Nem tudo cabe na caixinha prateada.

NÃO FOTOGRAFE!

Certamente, essa deveria ser uma recomendação disciplinar, de uma conduta educada e elegante em diversas situações. Estou certo de que todos já nos deparamos com uma câmera sendo disparada na hora errada, muito provavelmente atrapalhando a visão de alguma coisa interessante, que queríamos observar com os olhos. Ou percebemos que as pessoas estão dando mais atenção ao seu equipamento do que estão realmente vendo o que há de interessante para fotografar.

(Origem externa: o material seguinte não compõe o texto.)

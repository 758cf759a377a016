//! Error types for the MongoDB storage backend.

use seed_engine::StorageError;
use thiserror::Error;

/// Errors that can occur while talking to MongoDB.
#[derive(Error, Debug)]
pub enum MongoDBStoreError {
    /// MongoDB connection or query error.
    #[error("MongoDB error: {0}")]
    MongoDB(#[from] mongodb::error::Error),

    /// Document could not be read from a cursor.
    #[error("Invalid document: {0}")]
    Document(String),

    /// Configuration error.
    #[error("Configuration error: {0}")]
    Config(String),
}

impl From<MongoDBStoreError> for StorageError {
    fn from(e: MongoDBStoreError) -> Self {
        match e {
            MongoDBStoreError::Document(msg) => StorageError::Conversion(msg),
            other => StorageError::Backend(other.to_string()),
        }
    }
}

Com a, muito bem vinda, super popularização da fotografia, uma compacta virou acessório quase que indispensável em muitas ocasiões, com pessoas que simplesmente as carregam para todos os lados, como seus celulares. Sem falar nos próprios telefones com câmera, nos quais o sensorzinho está cada vez mais musculoso e presente em todo nível de sofisticação de aparelho. Isso faz com que nos tornemos um tanto escravos da “enorme necessidade” de registrar tudo, como se não tivéssemos uma cabeça para guardar as lembranças. Isso tudo impulsionados pelas comunidades de relacionamento na internet, que são inundadas de fotos, como se tudo o que fizessemos merecesse um making of.

Mas não é julgar esse comportamento que quero. Acho maravilhoso todos se interessarem por fotografia, pois, se tantos fotografam porque todos fotografam, uma parcela cada vez maior de gente vai se interessar pela arte fotográfica como um hobby sério, e até uma profissão. O que quero é alertar para o que perdemos enquanto estamos fotografando. O que deixamos de ver com os olhos e sentir com a alma. Os momentos que perdemos, e só vamos vibrar por eles quando revermos a imagem digital encaixotada e estática num monitor qualquer. Então ela já pode ter perdido bem a graça.

Em uma apresentação de alunos na escola da minha filha, me posicionei na segunda fileira de pais, todos em pé, na quadra para ver (e fotografar, claro) a molecada representar uma peça sobre reciclagem e meio ambiente. Levo nada mais do que minha pequena e pouco eficiente Coolpix para esse tipo de evento. Não estou indo trabalhar. Mas a minha frente haviam duas mães, que como a maioria, tinham suas caixinhas prateadas e luminosas às mãos. Uma filmava e a outra fotografava, mas ambas conversavam. Sei lá sobre o quê, mas em relação aos seus filhos o máximo que faziam era encaixá-los no LCD entre uma frase e outra. Não estavam vendo a apresentação! Não viam o que fotografavam ou filmavam, e pior, não estavam participando daquele momento com os filhos. Não estavam nem ai! Pareciam repórteres fotográficas e cinematográficas contratadas para levar os registros para assistir em casa.

dsc_0164

O que vale mais para um momento destes? Ver, ouvir, sorrir, vibrar e participar ou jogar tudo para uma pasta num HD para, quem sabe, revermos noutra hora?  Fazer dezenas de fotos de um belo por do sol para juntá-las às milhões existentes (102.701 resultados numa busca para o tag “por do sol” em português no Flickr, 781.000 no Google imagens, sem contar com a variante pÔr do sol ), ou respirar fundo e apreciá-lo na sua breve exibição?

dsc_7475

Não estou aqui levantando nenhuma bandeira revolucionária, nem me engajando numa filosofia antitecnológica (é assim que escreve agora?). Também já tive minha fase compulsiva. E por mais imperioso que seja o título deste post, não estou mandando ninguém jogar o seu equipamento no lixo reciclável. Apenas sugerindo um pouco de critério para não nos bitolar no impulso do “clique pelo clique”. Existem coisas bonitas para ver e guardar na memória também. E antes de querer guardar certos momentos para mostrar para as pessoas que não estão lá, vamos pensar se não vale mais viver o momento com aquelas que ali estão.

Isso, acreditem, será muito importante para podermos fotografar melhor. Pois precisamos aprender a observar e “ver” de fato. Ver não só o que nos salta aos olhos, mas ver o que ninguém vê. Porque está com pressa ou porque está regulando o programa da câmera.  Ver com a alma, para saber traduzir quando realmente formos fotografar, e então, poderemos fotografar diferente, com a alma também. Com a nossa visão, e não com o olho coletivo. De forma única e pessoal.

 dsc_9019

Pronto, agora podemos voltar a fotografar!